YouTube is allowing conservative pundit Steven Crowder to monetize his YouTube channel again, more than one year after Crowder was removed from the company’s Partner Program following complaints of homophobic and racist harassment from another creator.
“Creators who are suspended from [YouTube’s Partner Program] can reapply for access, and after careful consideration, we will be reinstating him into the program today,” a YouTube spokesperson told The Verge. “If there are further violations on this channel we will take appropriate action.”
Crowder lost his monetization privileges (which include the ability to run ads) after former Vox.com host and YouTube creator Carlos Maza tweeted a lengthy thread showing instances where Crowder used homophobic language. At first, YouTube decided that Crowder’s content did not violate the company’s harassment policies. As the company faced more pressure, YouTube’s team took action citing a “pattern of egregious actions has harmed the broader community and is against our YouTube Partner Program policies” at the time. Crowder was suspended from June 5th, 2019 until August 12th, 2020. Not all videos will automatically run ads, and videos must comply with YouTube’s advertising guidelines.
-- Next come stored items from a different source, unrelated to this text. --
use std::sync::{Arc, Mutex};
use std::time::Duration;

use tokio::sync::mpsc::{self, UnboundedReceiver, UnboundedSender};
use tokio_util::sync::CancellationToken;
use tracing::debug;

use crate::api::{ApiClient, JobStatus};

/// How often a job's status is checked unless overridden.
pub const DEFAULT_POLL_INTERVAL: Duration = Duration::from_millis(3000);

/// Poll lifecycle. There is no way back to `Idle`.
#[derive(Debug, Clone, Copy, PartialEq, Eq)]
pub enum PollPhase {
    Idle,
    Polling,
    Stopped,
}

/// Terminal notification for one `start()` invocation. At most one event is
/// emitted per start; an explicit `stop()` emits none.
#[derive(Debug, Clone)]
pub enum PollEvent {
    /// The job finished cleanly; carries the terminal status body.
    Completed(JobStatus),
    /// The job reported an error, or a status fetch failed.
    Failed(PollError),
}

#[derive(Debug, Clone, thiserror::Error)]
pub enum PollError {
    /// Terminal status carried a service-reported error.
    #[error("{0}")]
    Job(String),
    /// A status fetch failed outright; the poll loop does not retry.
    #[error("job status check failed: {0}")]
    Fetch(String),
}

/// Observable poll state, for display and assertions.
#[derive(Debug, Clone)]
pub struct PollSnapshot {
    pub phase: PollPhase,
    pub job_id: Option<String>,
    pub poll_count: u64,
    pub last_error: Option<String>,
    pub result: Option<JobStatus>,
}

struct PollState {
    phase: PollPhase,
    job_id: Option<String>,
    poll_count: u64,
    last_error: Option<String>,
    result: Option<JobStatus>,
    // Monotonic start() counter; completions from older generations are
    // discarded without effect.
    generation: u64,
    cancel: Option<CancellationToken>,
}

/// Tracks one asynchronous scan job by fetching its status on a repeating
/// timer until a terminal status arrives, a fetch fails, or `stop()` is
/// called. Restarting while polling retires the previous timer first, so a
/// poller never has two tick streams alive.
///
/// Fetches are deliberately not serialized: a slow response never delays the
/// next tick, and `poll_count` reflects completion order. Stale completions
/// (older generation, or arriving after the phase left `Polling`) are
/// discarded before touching any state.
pub struct JobPoller {
    client: ApiClient,
    interval: Duration,
    state: Arc<Mutex<PollState>>,
    events: UnboundedSender<PollEvent>,
}

impl JobPoller {
    pub fn new(client: ApiClient) -> (Self, UnboundedReceiver<PollEvent>) {
        Self::with_interval(client, DEFAULT_POLL_INTERVAL)
    }

    pub fn with_interval(
        client: ApiClient,
        interval: Duration,
    ) -> (Self, UnboundedReceiver<PollEvent>) {
        let (events, receiver) = mpsc::unbounded_channel();
        let poller = Self {
            client,
            interval,
            state: Arc::new(Mutex::new(PollState {
                phase: PollPhase::Idle,
                job_id: None,
                poll_count: 0,
                last_error: None,
                result: None,
                generation: 0,
                cancel: None,
            })),
            events,
        };
        (poller, receiver)
    }

    /// Begin polling `job_id`. Resets the poll counter and any prior
    /// result/error, cancels a still-running timer, and performs the first
    /// status check immediately rather than waiting a full interval.
    pub fn start(&self, job_id: impl Into<String>) {
        let job_id = job_id.into();
        let (generation, cancel) = {
            let mut state = self.state.lock().expect("poll state lock");
            if let Some(old) = state.cancel.take() {
                old.cancel();
            }
            state.generation += 1;
            state.phase = PollPhase::Polling;
            state.job_id = Some(job_id.clone());
            state.poll_count = 0;
            state.last_error = None;
            state.result = None;
            let token = CancellationToken::new();
            state.cancel = Some(token.clone());
            (state.generation, token)
        };

        debug!(%job_id, generation, interval_ms = self.interval.as_millis() as u64, "polling started");
        let client = self.client.clone();
        let state = self.state.clone();
        let events = self.events.clone();
        let interval = self.interval;
        tokio::spawn(async move {
            let mut ticker = tokio::time::interval(interval);
            ticker.set_missed_tick_behavior(tokio::time::MissedTickBehavior::Delay);
            loop {
                tokio::select! {
                    _ = cancel.cancelled() => break,
                    _ = ticker.tick() => {
                        // Each fetch runs as its own task so an outstanding
                        // request cannot skip or delay the next tick.
                        tokio::spawn(poll_once(
                            client.clone(),
                            state.clone(),
                            events.clone(),
                            job_id.clone(),
                            generation,
                        ));
                    }
                }
            }
        });
    }

    /// Cancel the active timer, if any, and freeze the poll state. Safe to
    /// call repeatedly; a completion arriving afterwards has no effect.
    pub fn stop(&self) {
        let mut state = self.state.lock().expect("poll state lock");
        if let Some(token) = state.cancel.take() {
            token.cancel();
        }
        if state.phase == PollPhase::Polling {
            debug!(job_id = state.job_id.as_deref().unwrap_or(""), "polling stopped");
            state.phase = PollPhase::Stopped;
        }
    }

    pub fn is_polling(&self) -> bool {
        self.state.lock().expect("poll state lock").phase == PollPhase::Polling
    }

    pub fn snapshot(&self) -> PollSnapshot {
        let state = self.state.lock().expect("poll state lock");
        PollSnapshot {
            phase: state.phase,
            job_id: state.job_id.clone(),
            poll_count: state.poll_count,
            last_error: state.last_error.clone(),
            result: state.result.clone(),
        }
    }
}

impl Drop for JobPoller {
    fn drop(&mut self) {
        self.stop();
    }
}

/// One status fetch and its state transition. Runs unsynchronized with the
/// ticker; the generation/phase guard makes stale completions inert.
async fn poll_once(
    client: ApiClient,
    state: Arc<Mutex<PollState>>,
    events: UnboundedSender<PollEvent>,
    job_id: String,
    generation: u64,
) {
    let fetched = client.job_status(&job_id).await;

    let mut state = state.lock().expect("poll state lock");
    if state.generation != generation || state.phase != PollPhase::Polling {
        // Raced a stop() or a newer start(); this completion no longer counts.
        return;
    }
    match fetched {
        Ok(status) => {
            state.poll_count += 1;
            debug!(%job_id, poll_count = state.poll_count, "status checked");
            if status.is_running() {
                return;
            }
            state.phase = PollPhase::Stopped;
            if let Some(token) = state.cancel.take() {
                token.cancel();
            }
            state.result = Some(status.clone());
            match status.report.backend_error() {
                Some(err) => {
                    state.last_error = Some(err.clone());
                    let _ = events.send(PollEvent::Failed(PollError::Job(err)));
                }
                None => {
                    let _ = events.send(PollEvent::Completed(status));
                }
            }
        }
        Err(err) => {
            state.phase = PollPhase::Stopped;
            if let Some(token) = state.cancel.take() {
                token.cancel();
            }
            let failure = PollError::Fetch(err.to_string());
            state.last_error = Some(failure.to_string());
            let _ = events.send(PollEvent::Failed(failure));
        }
    }
}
(Disclosure: Vox.com is a publication of Vox Media, which also owns The Verge.)
YouTube said it stood behind the initial suspension but was lifting the penalties because of Crowder’s improved behavior on the platform since the incident. “Over a year ago, Steven Crowder was suspended from the YouTube Partner Program (YPP) for harassing a fellow creator and harming the YouTube community,” the YouTube spokesperson said. “This incident exposed gaps in our Community Guidelines, so last December we updated our policies to better address patterns of harassing behavior and our work here is ongoing. Separately, Mr. Crowder has also taken steps to address the behavior that led to his suspension and has demonstrated a track record of policy-compliant behavior.”
In order for channels to be reinstated in the Partner Program, creators must remove content that triggered suspension, participate in trainings on the company’s policies, and establish a track record of good behavior. The videos that Maza brought up in his thread last year have all been allegedly removed, according to the company.
Since the incident with Crowder, YouTube has instituted a series of new policies, including one that targets creator-on-creator harassment.